Seattle wouldn’t run the tent cities. It would issue 12-month permits to social-service organizations, which would manage the tent cities.

Murray said he decided to take action after hearing from his Emergency Task Force on Unsheltered Homelessness, a volunteer panel convened in October and dominated by representatives from social-service organizations.

Increasing the number of authorized encampments in Seattle was among several recommendations the panel brought back to the mayor in December.

Seattle will spend more than $37 million on homeless services this year, Murray said, calling the outlay the nation’s third-largest after New York City and Los Angeles.

Nonetheless, last January’s One Night Count of people sleeping on the streets and in vehicles was more than 2,300 in Seattle, the mayor noted. Throughout King County, the tally was more than 3,100. The 2013 numbers were much lower: 1,989 and 2,736, respectively.

Performed by volunteers over just a few hours once a year, the count isn’t scientific. But the 2015 edition is next week, and Murray is expecting more people will be counted, he said.

“We are a very generous city that currently funds over 1,700 shelter beds,” he said. “But each night people are turned away from a warm bed due to lack of capacity.”

The task force recommended that the city consider authorizing new tent cities on sites in all land-use zones, but the mayor’s bill would limit the sites to nonresidential zones.

The panel suggested the city authorize an additional seven encampments serving about 100 people each, rather than three.

Murray said he arrived at the number three based on “our sense of how many organizations might be willing to take this on and our sense of the available property.”

The panel advised barring people under 18 from authorized tent cities, a provision Murray agrees with.

There are currently a handful of authorized encampments in Seattle. They tend to be located on sites connected with religious institutions, which are allowed to host tent cities with few restrictions. Encampments elsewhere must obtain temporary-use permits, which aren’t tailored for tent cities and which expire after just a few months.

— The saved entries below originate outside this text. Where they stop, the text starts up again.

use async_trait::async_trait;
use bytes::Bytes;
use serde::{Deserialize, Serialize};

use crate::error::UploadResult;
use crate::types::SourceFile;

#[cfg(feature = "image-compression")]
use crate::error::UploadError;

/// Constraints for best-effort client-side size reduction
#[derive(Debug, Clone, Default, Serialize, Deserialize)]
pub struct CompressionOptions {
    /// Target upper bound for the compressed payload, in megabytes
    pub max_size_mb: Option<f64>,

    /// Longest allowed edge; larger images are scaled down
    pub max_width_or_height: Option<u32>,

    /// Starting encode quality in 1..=100
    pub quality: Option<u8>,
}

impl CompressionOptions {
    /// Set the target payload size in megabytes
    pub fn with_max_size_mb(mut self, mb: f64) -> Self {
        self.max_size_mb = Some(mb);
        self
    }

    /// Set the longest allowed edge in pixels
    pub fn with_max_width_or_height(mut self, px: u32) -> Self {
        self.max_width_or_height = Some(px);
        self
    }

    /// Set the starting encode quality
    pub fn with_quality(mut self, quality: u8) -> Self {
        self.quality = Some(quality);
        self
    }
}

/// Compression stage boundary
///
/// Implementations may fail; the pipeline recovers by falling back to
/// the original payload, so a compressor error is never an item error.
#[async_trait]
pub trait Compressor: Send + Sync + 'static {
    /// Check whether this compressor can shrink the given file
    fn is_compressible(&self, file: &SourceFile) -> bool;

    /// Produce a smaller payload under the given constraints
    async fn compress(
        &self,
        file: &SourceFile,
        options: &CompressionOptions,
    ) -> UploadResult<Bytes>;
}

/// Image compressor: decode, scale down to the edge limit, re-encode
/// as JPEG stepping quality down until under the byte budget
#[cfg(feature = "image-compression")]
pub struct ImageCompressor;

#[cfg(feature = "image-compression")]
impl ImageCompressor {
    pub fn new() -> Self {
        Self
    }

    const COMPRESSIBLE_TYPES: [&'static str; 5] = [
        "image/jpeg",
        "image/png",
        "image/webp",
        "image/bmp",
        "image/tiff",
    ];
}

#[cfg(feature = "image-compression")]
impl Default for ImageCompressor {
    fn default() -> Self {
        Self::new()
    }
}

#[cfg(feature = "image-compression")]
#[async_trait]
impl Compressor for ImageCompressor {
    fn is_compressible(&self, file: &SourceFile) -> bool {
        Self::COMPRESSIBLE_TYPES
            .iter()
            .any(|ty| file.content_type.eq_ignore_ascii_case(ty))
    }

    async fn compress(
        &self,
        file: &SourceFile,
        options: &CompressionOptions,
    ) -> UploadResult<Bytes> {
        let bytes = file.bytes.clone();
        let original_len = bytes.len();
        let options = options.clone();

        // Decoding and re-encoding are CPU-bound; keep them off the
        // async executor.
        let encoded = tokio::task::spawn_blocking(move || encode_under_budget(&bytes, &options))
            .await
            .map_err(|e| UploadError::compression(format!("compression task failed: {e}")))??;

        // Best effort only: never hand back a payload larger than the
        // original.
        if encoded.len() >= original_len {
            return Ok(file.bytes.clone());
        }
        Ok(encoded)
    }
}

#[cfg(feature = "image-compression")]
fn encode_under_budget(bytes: &Bytes, options: &CompressionOptions) -> UploadResult<Bytes> {
    use image::codecs::jpeg::JpegEncoder;
    use image::imageops::FilterType;
    use std::io::Cursor;

    let mut img = image::load_from_memory(bytes)
        .map_err(|e| UploadError::compression(format!("decode failed: {e}")))?;

    if let Some(max_edge) = options.max_width_or_height {
        let max_edge = max_edge.max(1);
        if img.width().max(img.height()) > max_edge {
            img = img.resize(max_edge, max_edge, FilterType::Lanczos3);
        }
    }

    // JPEG has no alpha channel.
    let rgb = img.to_rgb8();

    let byte_cap = options
        .max_size_mb
        .map(|mb| (mb.max(0.0) * 1024.0 * 1024.0) as usize);
    let mut quality = options.quality.unwrap_or(80).clamp(10, 100);

    loop {
        let mut cursor = Cursor::new(Vec::new());
        let encoder = JpegEncoder::new_with_quality(&mut cursor, quality);
        rgb.write_with_encoder(encoder)
            .map_err(|e| UploadError::compression(format!("encode failed: {e}")))?;
        let out = cursor.into_inner();

        match byte_cap {
            Some(cap) if out.len() > cap && quality > 30 => quality = quality.saturating_sub(10),
            _ => return Ok(Bytes::from(out)),
        }
    }
}
use serde::{Deserialize, Serialize};

use crate::types::{UploadItem, UploadStatus};

/// Derived view over the item store: counts, flags and aggregate
/// progress
///
/// Pure data recomputed from a snapshot on every read; there is no
/// separate mutable state to keep in sync with the store.
#[derive(Debug, Clone, Copy, Default, PartialEq, Eq, Serialize, Deserialize)]
pub struct UploadSummary {
    /// Total number of items in the store
    pub total: usize,

    /// Items that reached `Complete`
    pub completed_count: usize,

    /// Items currently in `Error`
    pub error_count: usize,

    /// Any item in `Error`
    pub has_errors: bool,

    /// Any item in `Compressing` or `Uploading`
    pub is_uploading: bool,

    /// Rounded arithmetic mean of all items' progress; 0 when the
    /// store is empty
    pub total_progress: u8,
}

impl UploadSummary {
    /// Compute the summary from a store snapshot
    pub fn from_items(items: &[UploadItem]) -> Self {
        let total = items.len();
        let completed_count = items
            .iter()
            .filter(|item| item.status == UploadStatus::Complete)
            .count();
        let error_count = items
            .iter()
            .filter(|item| item.status == UploadStatus::Error)
            .count();
        let is_uploading = items.iter().any(|item| item.status.is_active());

        let total_progress = if total == 0 {
            0
        } else {
            let sum: u32 = items.iter().map(|item| item.progress as u32).sum();
            (sum as f64 / total as f64).round() as u8
        };

        Self {
            total,
            completed_count,
            error_count,
            has_errors: error_count > 0,
            is_uploading,
            total_progress,
        }
    }
}
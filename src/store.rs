use std::collections::HashMap;

use parking_lot::RwLock;

use crate::types::{ItemId, UploadItem};

/// Authoritative map of all upload items - the single source of truth
/// for every derived value
///
/// Items are always mutated by whole-item read-modify-write under the
/// lock, never through field references shared across pipelines, so a
/// progress callback racing a `remove` cannot produce a lost update.
pub struct ItemStore {
    items: RwLock<HashMap<ItemId, UploadItem>>,
}

impl ItemStore {
    pub fn new() -> Self {
        Self {
            items: RwLock::new(HashMap::new()),
        }
    }

    /// Insert a new item
    pub fn insert(&self, item: UploadItem) {
        self.items.write().insert(item.id.clone(), item);
    }

    /// Get a clone of an item
    pub fn get(&self, id: &ItemId) -> Option<UploadItem> {
        self.items.read().get(id).cloned()
    }

    /// Apply a mutation to the item keyed by `id`
    ///
    /// Returns false without calling `f` when the id is no longer
    /// present - a pipeline updating an item removed mid-flight is a
    /// silent no-op, not an error.
    pub fn update(&self, id: &ItemId, f: impl FnOnce(&mut UploadItem)) -> bool {
        let mut items = self.items.write();
        match items.get_mut(id) {
            Some(item) => {
                f(item);
                true
            }
            None => false,
        }
    }

    /// Remove an item; returns whether it existed
    pub fn remove(&self, id: &ItemId) -> bool {
        self.items.write().remove(id).is_some()
    }

    /// Drop every item
    pub fn clear(&self) {
        self.items.write().clear();
    }

    /// Snapshot of all items, in no particular order
    pub fn snapshot(&self) -> Vec<UploadItem> {
        self.items.read().values().cloned().collect()
    }

    /// Number of items in the store
    pub fn len(&self) -> usize {
        self.items.read().len()
    }

    /// Check whether the store is empty
    pub fn is_empty(&self) -> bool {
        self.items.read().is_empty()
    }
}

impl Default for ItemStore {
    fn default() -> Self {
        Self::new()
    }
}
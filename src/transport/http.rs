use async_trait::async_trait;
use bytes::Bytes;
use reqwest::header::{CONTENT_LENGTH, CONTENT_TYPE};
use tracing::debug;

use crate::error::{UploadError, UploadResult};
use crate::types::DeliveryId;

use super::{ConfirmRequest, InitRequest, ProgressSink, UploadTarget, UploadTransport};

/// Bytes handed to the presigned PUT per stream chunk
const TRANSFER_CHUNK_BYTES: usize = 64 * 1024;

/// HTTP transport: JSON init/confirm against the delivery API and a
/// streaming PUT to the presigned URL
pub struct HttpTransport {
    client: reqwest::Client,
    base_url: String,
}

impl HttpTransport {
    /// Create a transport against the given API base URL
    pub fn new(base_url: impl Into<String>) -> Self {
        Self::with_client(reqwest::Client::new(), base_url)
    }

    /// Create a transport reusing an existing client (connection pool,
    /// default headers)
    pub fn with_client(client: reqwest::Client, base_url: impl Into<String>) -> Self {
        let mut base_url = base_url.into();
        while base_url.ends_with('/') {
            base_url.pop();
        }
        Self { client, base_url }
    }

    fn delivery_url(&self, delivery_id: &DeliveryId, suffix: &str) -> String {
        format!("{}/deliveries/{}/{}", self.base_url, delivery_id, suffix)
    }
}

/// Split a payload into chunks paired with the running byte count
/// after each chunk
fn chunk_with_offsets(payload: &Bytes, chunk_size: usize) -> Vec<(Bytes, usize)> {
    let mut chunks = Vec::with_capacity(payload.len() / chunk_size + 1);
    let mut offset = 0;
    while offset < payload.len() {
        let end = (offset + chunk_size).min(payload.len());
        chunks.push((payload.slice(offset..end), end));
        offset = end;
    }
    chunks
}

#[async_trait]
impl UploadTransport for HttpTransport {
    async fn init_upload(
        &self,
        delivery_id: &DeliveryId,
        request: InitRequest,
    ) -> UploadResult<UploadTarget> {
        let url = self.delivery_url(delivery_id, "uploads");
        debug!(%url, filename = %request.filename, "requesting write target");

        let response = self
            .client
            .post(&url)
            .json(&request)
            .send()
            .await
            .map_err(|e| UploadError::init(e.to_string()))?;

        if !response.status().is_success() {
            return Err(UploadError::init(format!(
                "unexpected status {} from {url}",
                response.status()
            )));
        }

        response
            .json::<UploadTarget>()
            .await
            .map_err(|e| UploadError::init(format!("malformed init response: {e}")))
    }

    async fn transfer(
        &self,
        target: &UploadTarget,
        payload: Bytes,
        content_type: &str,
        on_progress: ProgressSink,
    ) -> UploadResult<()> {
        let total = payload.len().max(1);
        let chunks = chunk_with_offsets(&payload, TRANSFER_CHUNK_BYTES);
        debug!(
            upload_id = %target.upload_id,
            bytes = payload.len(),
            chunks = chunks.len(),
            "starting transfer"
        );

        // Progress is reported as each chunk is pulled into the request
        // body, which tracks bytes handed to the socket.
        let progress = on_progress.clone();
        let stream = futures::stream::iter(chunks.into_iter().map(move |(chunk, sent)| {
            progress(((sent * 100) / total) as u8);
            Ok::<Bytes, std::io::Error>(chunk)
        }));

        let response = self
            .client
            .put(&target.upload_url)
            .header(CONTENT_TYPE, content_type)
            .header(CONTENT_LENGTH, payload.len())
            .body(reqwest::Body::wrap_stream(stream))
            .send()
            .await
            .map_err(|e| UploadError::transfer(e.to_string()))?;

        if !response.status().is_success() {
            return Err(UploadError::transfer(format!(
                "unexpected status {} from write target",
                response.status()
            )));
        }

        on_progress(100);
        Ok(())
    }

    async fn confirm_upload(
        &self,
        delivery_id: &DeliveryId,
        receipt: ConfirmRequest,
    ) -> UploadResult<()> {
        let url = self.delivery_url(delivery_id, "assets");
        debug!(%url, key = %receipt.key, "confirming upload");

        let response = self
            .client
            .post(&url)
            .json(&receipt)
            .send()
            .await
            .map_err(|e| UploadError::confirm(e.to_string()))?;

        if !response.status().is_success() {
            return Err(UploadError::confirm(format!(
                "unexpected status {} from {url}",
                response.status()
            )));
        }

        Ok(())
    }
}

#[cfg(test)]
mod tests {
    use super::*;

    #[test]
    fn base_url_trailing_slashes_are_trimmed() {
        let transport = HttpTransport::new("https://api.example.test///");
        let url = transport.delivery_url(&DeliveryId::from("d1"), "uploads");
        assert_eq!(url, "https://api.example.test/deliveries/d1/uploads");
    }

    #[test]
    fn chunking_covers_the_whole_payload() {
        let payload = Bytes::from(vec![7u8; 150_000]);
        let chunks = chunk_with_offsets(&payload, TRANSFER_CHUNK_BYTES);

        assert_eq!(chunks.len(), 3);
        let total: usize = chunks.iter().map(|(c, _)| c.len()).sum();
        assert_eq!(total, payload.len());
        assert_eq!(chunks.last().unwrap().1, payload.len());
    }

    #[test]
    fn empty_payload_produces_no_chunks() {
        let chunks = chunk_with_offsets(&Bytes::new(), TRANSFER_CHUNK_BYTES);
        assert!(chunks.is_empty());
    }
}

The phenomenon isn’t exclusive to Seattle. There are tent cities in the suburbs, and the Metropolitan King County Council last month approved legislation allowing encampments to operate in the county’s unincorporated areas for another 10 years.

Murray’s proposed legislation builds on a similar bill, sponsored by Councilmember Nick Licata, which the council narrowly voted down in 2013. The mayor said his version includes additional requirements for the operators of tent cities.

The organizations would have to provide access to services aimed at moving clients into permanent housing and help the city collect data about clients. They also would be required to obtain liability insurance and engage in community outreach before applying for a permit.

Four of the nine City Council members flanked Murray as he announced the bill: Licata, Bruce Harrell, Mike O’Brien and Sally Bagshaw.

The proposed legislation will stir controversy, as it did in 2013, O’Brien said.

Council President Tim Burgess, who voted against Licata’s bill, said he remains skeptical.

“Encampments are not a solution to homelessness and are not a best practice,” Burgess said. “The federal government and its experts frown on them.”

Pushing back against the argument that extensive services exacerbate Seattle’s homelessness problem by attracting needy people from across the country, Murray said he’s been told that 80 percent of people without homes in the city hail from King County.

David Lawrence is one of those who isn’t local. The 28-year-old Florida native, who sleeps on the Marion Street pedestrian bridge, arrived in Seattle about five months ago.

“I don’t like shelters,” he said. “They stink, and they’re kind of loud. Not very sanitary.”

The Seattle Department of Transportation has received complaints about campers on the bridge, a spokesman said. The Seattle Human Services Department has dispatched outreach workers to the spot 17 times over the past few months, said a spokeswoman.

Lawrence likes the bridge because, with so many people passing by, it feels safe. He and a friend slept out in the open on a recent night, not under the viaduct.

“We used to sleep there,” he said. “But it just got too crowded.”